Outras causas de acidentes em obras naquela época eram causadas pela questão do alcoolismo. “Na época em que entrei na Eletropaulo, o índice de alcoolismo era muito alto, nego vinha trabalhar bêbado, absolutamente travado”. Sérgio conta quem em 1983, com a chegada de um novo supervisor, chamado Luís, o combate ao alcoolismo ficou mais rígido, mas os operários eram espertos e usavam de um artifício para tentar enganar o novo chefe, eles paravam os seus afazeres, entravam em uma casa, abriam o contêiner e voltavam para as suas tarefas, Sérgio, averiguando o contêiner, encontrou o óbvio bebidas alcoólicas, comunicou ao supervisor que imediatamente substituiu as bebidas por água e ficaram esperando os trabalhadores voltarem à casa para caírem na armadilha. Resultado foi chamado o encarregado da obra e este foi quem pagou o pato pela malandragem dos operários.
“O que a Eletropaulo teve de pagar de tratamento para seus empregados alcoólatras foi uma fortuna, pois era muita gente, tentava convencer o pessoal a parar, mas o vício era mais forte”, finaliza, lamentado a morte de um de seus amigos justamente por cirrose. No início dos anos 90, quando o problema do alcoolismo foi diminuindo na Eletropaulo, outro problema apareceu, as drogas. “As drogas não eram usadas pelos encarregados, pelo pessoal de campo eram pessoal do escritório, hoje o crack é muito barato, mas na minha época ele era muito caro”. As pessoas usavam as drogas, principalmente, nos banheiros ao ponto do chefe da manutenção ter que pedir um basta, pois o banheiro estava impregnado com o cheiro de maconha e de crack. “Nesta época, a Eletropaulo era uma mãe, pois botava os caras em clinicas duas ou três vezes e ainda sim os caras tiravam sarro de nós, é mole?”

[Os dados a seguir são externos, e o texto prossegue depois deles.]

use kiln::graph::{Graph, GraphBuilder, ValueRef};
use kiln::ir::{BufferId, IrModule};
use kiln::irgen::{self, IrGenRuleSet};
use kiln::schema::{self, InstKindDef, OpKindDef, OperandKind, ResultTypeRule};
use kiln::share;
use kiln::types::{ElemKind, TypeDesc};

fn vec4() -> TypeDesc {
    TypeDesc::new(ElemKind::F32, vec![4])
}

fn generate(graph: &Graph) -> IrModule {
    irgen::generate(graph, &IrGenRuleSet::new()).expect("irgen succeeds")
}

fn buffer_named(module: &IrModule, name: &str) -> BufferId {
    module
        .buffers
        .iter()
        .find(|b| b.name == name)
        .unwrap_or_else(|| panic!("no buffer named '{name}'"))
        .id
}

fn same_alloc(module: &IrModule, a: BufferId, b: BufferId) -> bool {
    module.buffer(a).alloc == module.buffer(b).alloc
}

/// sum = x + y; prod = sum * y; out = prod.
fn chain_graph() -> Graph {
    let mut b = GraphBuilder::new("chain");
    let x = b.placeholder("x", vec4());
    let y = b.placeholder("y", vec4());
    let out = b.placeholder("out", vec4());
    let sum = b.node(
        schema::builtin::add(),
        "sum",
        vec![ValueRef::Placeholder(x), ValueRef::Placeholder(y)],
        vec4(),
    );
    let prod = b.node(
        schema::builtin::mul(),
        "prod",
        vec![sum, ValueRef::Placeholder(y)],
        vec4(),
    );
    b.output(out, prod);
    b.finish()
}

#[test]
fn dying_producer_merges_with_its_consumer() {
    let mut module = generate(&chain_graph());
    let stats = share::share_buffers(&mut module);
    let sum = buffer_named(&module, "sum.0");
    let prod = buffer_named(&module, "prod.0");
    assert!(same_alloc(&module, sum, prod));
    assert_eq!(stats.merged, 1);
    assert_eq!(stats.allocs_after, stats.allocs_before - 1);
}

#[test]
fn overlapping_live_ranges_are_never_merged() {
    // base feeds both scaled and the final mul, so it outlives scaled's def.
    let mut b = GraphBuilder::new("overlap");
    let x = b.placeholder("x", vec4());
    let y = b.placeholder("y", vec4());
    let out = b.placeholder("out", vec4());
    let base = b.node(
        schema::builtin::add(),
        "base",
        vec![ValueRef::Placeholder(x), ValueRef::Placeholder(y)],
        vec4(),
    );
    let scaled = b.node(
        schema::builtin::add(),
        "scaled",
        vec![base, ValueRef::Placeholder(y)],
        vec4(),
    );
    let prod = b.node(schema::builtin::mul(), "prod", vec![base, scaled], vec4());
    b.output(out, prod);
    let mut module = generate(&b.finish());
    share::share_buffers(&mut module);
    let base = buffer_named(&module, "base.0");
    let scaled = buffer_named(&module, "scaled.0");
    assert!(!same_alloc(&module, base, scaled));
}

#[test]
fn placeholder_buffers_are_never_merged() {
    // A bare copy node: its input and output placeholders stay pinned, only
    // the temporary in between could ever share.
    let mut b = GraphBuilder::new("passthrough");
    let x = b.placeholder("x", vec4());
    let out = b.placeholder("out", vec4());
    let copied = b.node(
        schema::builtin::copy(),
        "copied",
        vec![ValueRef::Placeholder(x)],
        vec4(),
    );
    b.output(out, copied);
    let mut module = generate(&b.finish());
    share::share_buffers(&mut module);
    for buffer in module.buffers.iter().filter(|b| b.is_placeholder()) {
        assert_eq!(buffer.alloc.0, buffer.id.0, "{} stays pinned", buffer.name);
        assert_eq!(
            module.buffers.iter().filter(|b| b.alloc == buffer.alloc).count(),
            1,
            "{} shares with nothing",
            buffer.name
        );
    }
}

#[test]
fn disabling_the_pass_keeps_every_buffer_distinct() {
    let module = generate(&chain_graph());
    assert_eq!(module.alloc_count(), module.buffers.len());
}

#[test]
fn sharing_is_deterministic() {
    let mut first = generate(&chain_graph());
    let mut second = generate(&chain_graph());
    share::share_buffers(&mut first);
    share::share_buffers(&mut second);
    let allocs = |m: &IrModule| m.buffers.iter().map(|b| b.alloc).collect::<Vec<_>>();
    assert_eq!(allocs(&first), allocs(&second));
}

#[test]
fn competing_pairs_resolve_in_declared_order() -> anyhow::Result<()> {
    let blend_op = schema::register_op_kind(OpKindDef {
        name: "Blend".to_string(),
        inputs: vec!["A".to_string(), "B".to_string()],
        result_rule: ResultTypeRule::SameAsInput(0),
        members: Vec::new(),
        doc: "test-only blend".to_string(),
    })?;
    let blend_inst = schema::register_inst_kind(InstKindDef {
        name: "Blend".to_string(),
        operands: vec![
            ("Dest".to_string(), OperandKind::Out),
            ("A".to_string(), OperandKind::In),
            ("B".to_string(), OperandKind::In),
        ],
        members: Vec::new(),
        inplace_pairs: vec![(0, 1), (0, 2)],
        data_parallel: true,
        auto_irgen: Some(blend_op),
    })?;

    let mut b = GraphBuilder::new("blend_net");
    let x = b.placeholder("x", vec4());
    let y = b.placeholder("y", vec4());
    let out = b.placeholder("out", vec4());
    let first = b.node(
        schema::builtin::copy(),
        "first",
        vec![ValueRef::Placeholder(x)],
        vec4(),
    );
    let second = b.node(
        schema::builtin::copy(),
        "second",
        vec![ValueRef::Placeholder(y)],
        vec4(),
    );
    let blended = b.node(blend_op, "blended", vec![first, second], vec4());
    b.output(out, blended);
    let mut module = generate(&b.finish());
    assert!(module.instrs.iter().any(|i| i.kind == blend_inst));
    share::share_buffers(&mut module);

    // Both sources die at the blend; the first declared pair wins.
    let dest = buffer_named(&module, "blended.0");
    let a = buffer_named(&module, "first.0");
    let b = buffer_named(&module, "second.0");
    assert!(same_alloc(&module, dest, a));
    assert!(!same_alloc(&module, dest, b));
    Ok(())
}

Em determinada ocasião, no dia dos namorados, Sérgio precisava vistoriar uma obra no Jaguaré, o trabalho era relativamente simples, então prometeu à sua mulher que voltaria às duas da tarde. Mas, na subestação, tudo deu errado. Os disjuntores não ligavam, as chaves seccionadoras não funcionavam fazendo com que o Sérgio chegasse em casa somente às dez da noite, sua mulher tinha preparado um almoço especial de dia dos namorados, ela o olhou friamente e somente disse que a comida estava no fogão e que se quisesse comer, ele que fosse esquentá-la e foi dormir. “Eu aprendi uma valiosa lição neste dia, não marco mais nada em datas comemorativas, pois o trabalho em uma subestação é perigoso, mas nada é mais perigoso do que minha mulher Madalena com raiva” diz, com uma risada estridente.